Saved entries:
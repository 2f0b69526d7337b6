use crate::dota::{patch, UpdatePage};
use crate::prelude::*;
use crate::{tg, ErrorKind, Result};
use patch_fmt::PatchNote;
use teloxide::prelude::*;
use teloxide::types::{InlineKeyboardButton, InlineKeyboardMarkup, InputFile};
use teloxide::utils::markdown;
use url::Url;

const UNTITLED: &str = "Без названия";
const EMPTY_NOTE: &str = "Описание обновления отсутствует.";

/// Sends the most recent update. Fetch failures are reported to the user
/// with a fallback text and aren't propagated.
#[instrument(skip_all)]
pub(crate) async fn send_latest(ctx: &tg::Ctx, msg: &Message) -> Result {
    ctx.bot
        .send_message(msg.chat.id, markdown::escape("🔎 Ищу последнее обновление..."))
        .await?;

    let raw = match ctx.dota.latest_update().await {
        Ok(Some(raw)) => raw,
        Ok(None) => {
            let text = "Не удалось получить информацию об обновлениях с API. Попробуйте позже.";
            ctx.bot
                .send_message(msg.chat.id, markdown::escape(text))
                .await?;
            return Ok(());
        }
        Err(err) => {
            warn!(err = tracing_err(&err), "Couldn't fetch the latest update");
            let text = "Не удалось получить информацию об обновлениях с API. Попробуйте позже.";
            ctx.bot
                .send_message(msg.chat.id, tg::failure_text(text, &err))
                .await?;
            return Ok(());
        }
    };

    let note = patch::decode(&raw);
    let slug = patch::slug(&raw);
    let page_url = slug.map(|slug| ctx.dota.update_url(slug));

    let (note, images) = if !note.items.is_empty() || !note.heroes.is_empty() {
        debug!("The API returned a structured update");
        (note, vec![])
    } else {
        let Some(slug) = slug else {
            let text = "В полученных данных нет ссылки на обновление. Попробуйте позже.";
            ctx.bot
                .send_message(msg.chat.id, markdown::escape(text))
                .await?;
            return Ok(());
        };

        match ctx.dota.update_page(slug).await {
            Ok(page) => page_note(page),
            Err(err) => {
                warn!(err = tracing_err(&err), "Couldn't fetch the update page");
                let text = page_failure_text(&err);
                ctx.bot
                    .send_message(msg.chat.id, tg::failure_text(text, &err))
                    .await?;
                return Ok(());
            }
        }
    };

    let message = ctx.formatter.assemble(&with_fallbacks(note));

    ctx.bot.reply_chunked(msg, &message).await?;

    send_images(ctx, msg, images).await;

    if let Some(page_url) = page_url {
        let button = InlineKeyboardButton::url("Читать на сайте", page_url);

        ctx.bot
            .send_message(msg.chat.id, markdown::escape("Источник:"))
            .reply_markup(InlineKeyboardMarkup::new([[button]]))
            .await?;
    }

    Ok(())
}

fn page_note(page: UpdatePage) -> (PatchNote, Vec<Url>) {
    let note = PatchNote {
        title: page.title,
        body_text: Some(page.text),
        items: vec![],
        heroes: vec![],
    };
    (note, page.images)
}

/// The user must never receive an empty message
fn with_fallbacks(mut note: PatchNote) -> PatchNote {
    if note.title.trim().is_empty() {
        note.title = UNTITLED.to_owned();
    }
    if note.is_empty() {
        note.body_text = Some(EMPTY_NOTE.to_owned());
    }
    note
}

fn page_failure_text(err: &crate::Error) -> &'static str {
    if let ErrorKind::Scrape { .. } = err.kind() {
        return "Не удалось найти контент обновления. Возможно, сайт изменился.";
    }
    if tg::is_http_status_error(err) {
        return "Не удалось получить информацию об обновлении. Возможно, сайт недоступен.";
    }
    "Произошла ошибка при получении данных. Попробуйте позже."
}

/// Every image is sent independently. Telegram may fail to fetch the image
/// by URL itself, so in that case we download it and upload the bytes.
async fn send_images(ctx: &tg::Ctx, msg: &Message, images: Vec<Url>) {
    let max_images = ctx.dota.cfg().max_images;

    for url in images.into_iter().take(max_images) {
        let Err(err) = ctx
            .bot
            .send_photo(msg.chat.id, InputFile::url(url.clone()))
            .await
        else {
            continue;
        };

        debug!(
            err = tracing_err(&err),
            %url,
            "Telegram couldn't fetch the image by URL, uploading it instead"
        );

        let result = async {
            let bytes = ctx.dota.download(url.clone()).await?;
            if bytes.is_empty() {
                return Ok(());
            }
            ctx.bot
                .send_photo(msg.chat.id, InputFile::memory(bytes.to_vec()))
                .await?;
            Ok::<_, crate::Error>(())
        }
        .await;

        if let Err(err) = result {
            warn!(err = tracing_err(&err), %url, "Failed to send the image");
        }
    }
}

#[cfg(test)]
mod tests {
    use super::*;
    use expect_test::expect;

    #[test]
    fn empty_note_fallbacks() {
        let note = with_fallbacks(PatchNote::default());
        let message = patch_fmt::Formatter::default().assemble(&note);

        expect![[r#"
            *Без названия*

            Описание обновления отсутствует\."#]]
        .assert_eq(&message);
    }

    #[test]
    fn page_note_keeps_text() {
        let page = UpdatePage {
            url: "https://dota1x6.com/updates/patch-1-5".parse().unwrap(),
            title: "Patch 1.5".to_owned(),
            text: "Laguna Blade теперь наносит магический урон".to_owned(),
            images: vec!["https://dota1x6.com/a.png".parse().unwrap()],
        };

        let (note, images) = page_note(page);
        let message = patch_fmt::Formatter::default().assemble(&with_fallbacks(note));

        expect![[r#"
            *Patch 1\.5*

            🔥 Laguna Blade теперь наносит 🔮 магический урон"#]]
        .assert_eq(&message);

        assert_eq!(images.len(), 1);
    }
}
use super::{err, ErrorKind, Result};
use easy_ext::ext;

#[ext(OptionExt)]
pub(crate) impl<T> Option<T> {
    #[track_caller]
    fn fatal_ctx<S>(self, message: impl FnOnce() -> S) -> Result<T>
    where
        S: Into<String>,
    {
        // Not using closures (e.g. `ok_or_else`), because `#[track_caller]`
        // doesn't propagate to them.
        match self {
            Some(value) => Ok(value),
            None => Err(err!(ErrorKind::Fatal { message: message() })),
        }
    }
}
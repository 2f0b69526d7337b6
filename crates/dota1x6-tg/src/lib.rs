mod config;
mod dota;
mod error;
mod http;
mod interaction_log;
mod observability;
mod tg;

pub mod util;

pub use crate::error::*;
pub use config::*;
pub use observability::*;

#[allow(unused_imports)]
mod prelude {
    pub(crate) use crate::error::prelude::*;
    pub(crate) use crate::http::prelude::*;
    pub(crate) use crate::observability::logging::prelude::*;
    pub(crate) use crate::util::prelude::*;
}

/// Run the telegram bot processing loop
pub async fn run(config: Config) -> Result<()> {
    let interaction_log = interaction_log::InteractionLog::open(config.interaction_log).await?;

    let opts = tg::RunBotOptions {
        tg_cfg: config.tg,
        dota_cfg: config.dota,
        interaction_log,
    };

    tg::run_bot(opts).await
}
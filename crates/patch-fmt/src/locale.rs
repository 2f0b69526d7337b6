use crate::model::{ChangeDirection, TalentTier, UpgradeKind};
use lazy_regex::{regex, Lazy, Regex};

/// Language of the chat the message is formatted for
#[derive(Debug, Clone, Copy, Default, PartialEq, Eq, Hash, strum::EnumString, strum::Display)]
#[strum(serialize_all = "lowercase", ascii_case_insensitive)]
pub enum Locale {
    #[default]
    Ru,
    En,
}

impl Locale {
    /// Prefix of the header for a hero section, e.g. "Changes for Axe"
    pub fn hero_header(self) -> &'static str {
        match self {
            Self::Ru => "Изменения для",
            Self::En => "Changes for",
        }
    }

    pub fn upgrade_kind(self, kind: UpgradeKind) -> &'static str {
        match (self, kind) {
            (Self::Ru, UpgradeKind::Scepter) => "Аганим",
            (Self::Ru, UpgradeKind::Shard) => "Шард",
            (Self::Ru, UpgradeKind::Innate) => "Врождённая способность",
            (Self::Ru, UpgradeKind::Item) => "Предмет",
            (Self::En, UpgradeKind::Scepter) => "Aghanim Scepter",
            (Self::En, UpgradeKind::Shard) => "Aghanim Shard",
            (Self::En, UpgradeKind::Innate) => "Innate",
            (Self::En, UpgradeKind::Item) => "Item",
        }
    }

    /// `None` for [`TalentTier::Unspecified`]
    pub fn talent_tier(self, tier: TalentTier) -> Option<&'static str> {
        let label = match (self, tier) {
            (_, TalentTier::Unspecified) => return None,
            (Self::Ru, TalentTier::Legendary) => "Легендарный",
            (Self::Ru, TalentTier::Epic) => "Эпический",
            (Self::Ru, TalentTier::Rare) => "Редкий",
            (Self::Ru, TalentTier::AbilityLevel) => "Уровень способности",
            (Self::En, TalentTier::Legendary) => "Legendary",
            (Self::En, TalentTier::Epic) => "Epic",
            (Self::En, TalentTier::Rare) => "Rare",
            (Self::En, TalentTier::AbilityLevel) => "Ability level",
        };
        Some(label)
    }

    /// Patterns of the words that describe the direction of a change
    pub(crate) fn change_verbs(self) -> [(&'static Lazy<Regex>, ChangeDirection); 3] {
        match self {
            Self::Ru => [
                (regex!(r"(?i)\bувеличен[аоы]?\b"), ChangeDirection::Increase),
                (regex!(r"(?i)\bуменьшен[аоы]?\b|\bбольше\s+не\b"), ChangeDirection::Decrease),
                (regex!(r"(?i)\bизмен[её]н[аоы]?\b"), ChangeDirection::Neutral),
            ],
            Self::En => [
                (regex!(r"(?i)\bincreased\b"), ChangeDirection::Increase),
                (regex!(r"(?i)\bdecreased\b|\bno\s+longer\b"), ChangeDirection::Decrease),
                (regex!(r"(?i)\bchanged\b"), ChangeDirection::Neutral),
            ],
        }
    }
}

Task objective
Whenever a line in the data holds "удалось", copy that line.

Result of this exercise
            let text = "Не удалось получить информацию об обновлениях с API. Попробуйте позже.";
            let text = "Не удалось получить информацию об обновлениях с API. Попробуйте позже.";
        return "Не удалось найти контент обновления. Возможно, сайт изменился.";
        return "Не удалось получить информацию об обновлении. Возможно, сайт недоступен.";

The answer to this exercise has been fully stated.